• [Data to examine]:
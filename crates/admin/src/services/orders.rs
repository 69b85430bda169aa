//! Committed order history.

use std::fmt;
use std::sync::Arc;

use autopos_core::OrderId;

use crate::db::{self, KeyValueStore, StorageError, keys};
use crate::models::Order;

/// Append-only record of committed orders, most recent first.
///
/// Orders are never edited or deleted once recorded.
pub struct OrderRecordStore {
    storage: Arc<dyn KeyValueStore>,
    orders: Vec<Order>,
}

impl fmt::Debug for OrderRecordStore {
    fn fmt(&self, f: &mut fmt::Formatter<'_>) -> fmt::Result {
        f.debug_struct("OrderRecordStore")
            .field("orders", &self.orders.len())
            .finish_non_exhaustive()
    }
}

impl OrderRecordStore {
    /// Load the history. Missing or malformed data yields no orders.
    #[must_use]
    pub fn hydrate(storage: Arc<dyn KeyValueStore>) -> Self {
        let orders = db::read_json(storage.as_ref(), keys::ORDERS).unwrap_or_default();
        Self { storage, orders }
    }

    /// Record `order` as the most recent and save.
    ///
    /// # Errors
    ///
    /// Returns an error if the history could not be saved. The order stays
    /// recorded in memory.
    pub fn append(&mut self, order: Order) -> Result<(), StorageError> {
        self.orders.insert(0, order);
        self.persist()
    }

    /// Every order, most recent first.
    #[must_use]
    pub fn list(&self) -> &[Order] {
        &self.orders
    }

    #[must_use]
    pub fn find(&self, id: &OrderId) -> Option<&Order> {
        self.orders.iter().find(|o| o.id == *id)
    }

    /// Orders whose invoice number or customer name match `query`.
    #[must_use]
    pub fn search(&self, query: &str) -> Vec<&Order> {
        self.orders.iter().filter(|o| o.matches(query)).collect()
    }

    #[must_use]
    pub fn len(&self) -> usize {
        self.orders.len()
    }

    #[must_use]
    pub fn is_empty(&self) -> bool {
        self.orders.is_empty()
    }

    /// Drop every order and save. Used when resetting demo data.
    ///
    /// # Errors
    ///
    /// Returns an error if the empty history could not be saved.
    pub fn reset(&mut self) -> Result<(), StorageError> {
        self.orders.clear();
        self.persist()
    }

    fn persist(&self) -> Result<(), StorageError> {
        db::write_json(self.storage.as_ref(), keys::ORDERS, &self.orders)
    }
}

• [To do]: Here the goal is to repeat each entry exactly.

• [Task answer]:
filename crates/admin/src/services/orders.rs
repository 69b85430bda169aa
//! Committed order history.

use std::fmt;
use std::sync::Arc;

use autopos_core::OrderId;

use crate::db::{self, KeyValueStore, StorageError, keys};
use crate::models::Order;

/// Append-only record of committed orders, most recent first.
///
/// Orders are never edited or deleted once recorded.
pub struct OrderRecordStore {
    storage: Arc<dyn KeyValueStore>,
    orders: Vec<Order>,
}

impl fmt::Debug for OrderRecordStore {
    fn fmt(&self, f: &mut fmt::Formatter<'_>) -> fmt::Result {
        f.debug_struct("OrderRecordStore")
            .field("orders", &self.orders.len())
            .finish_non_exhaustive()
    }
}

impl OrderRecordStore {
    /// Load the history. Missing or malformed data yields no orders.
    #[must_use]
    pub fn hydrate(storage: Arc<dyn KeyValueStore>) -> Self {
        let orders = db::read_json(storage.as_ref(), keys::ORDERS).unwrap_or_default();
        Self { storage, orders }
    }

    /// Record `order` as the most recent and save.
    ///
    /// # Errors
    ///
    /// Returns an error if the history could not be saved. The order stays
    /// recorded in memory.
    pub fn append(&mut self, order: Order) -> Result<(), StorageError> {
        self.orders.insert(0, order);
        self.persist()
    }

    /// Every order, most recent first.
    #[must_use]
    pub fn list(&self) -> &[Order] {
        &self.orders
    }

    #[must_use]
    pub fn find(&self, id: &OrderId) -> Option<&Order> {
        self.orders.iter().find(|o| o.id == *id)
    }

    /// Orders whose invoice number or customer name match `query`.
    #[must_use]
    pub fn search(&self, query: &str) -> Vec<&Order> {
        self.orders.iter().filter(|o| o.matches(query)).collect()
    }

    #[must_use]
    pub fn len(&self) -> usize {
        self.orders.len()
    }

    #[must_use]
    pub fn is_empty(&self) -> bool {
        self.orders.is_empty()
    }

    /// Drop every order and save. Used when resetting demo data.
    ///
    /// # Errors
    ///
    /// Returns an error if the empty history could not be saved.
    pub fn reset(&mut self) -> Result<(), StorageError> {
        self.orders.clear();
        self.persist()
    }

    fn persist(&self) -> Result<(), StorageError> {
        db::write_json(self.storage.as_ref(), keys::ORDERS, &self.orders)
    }
}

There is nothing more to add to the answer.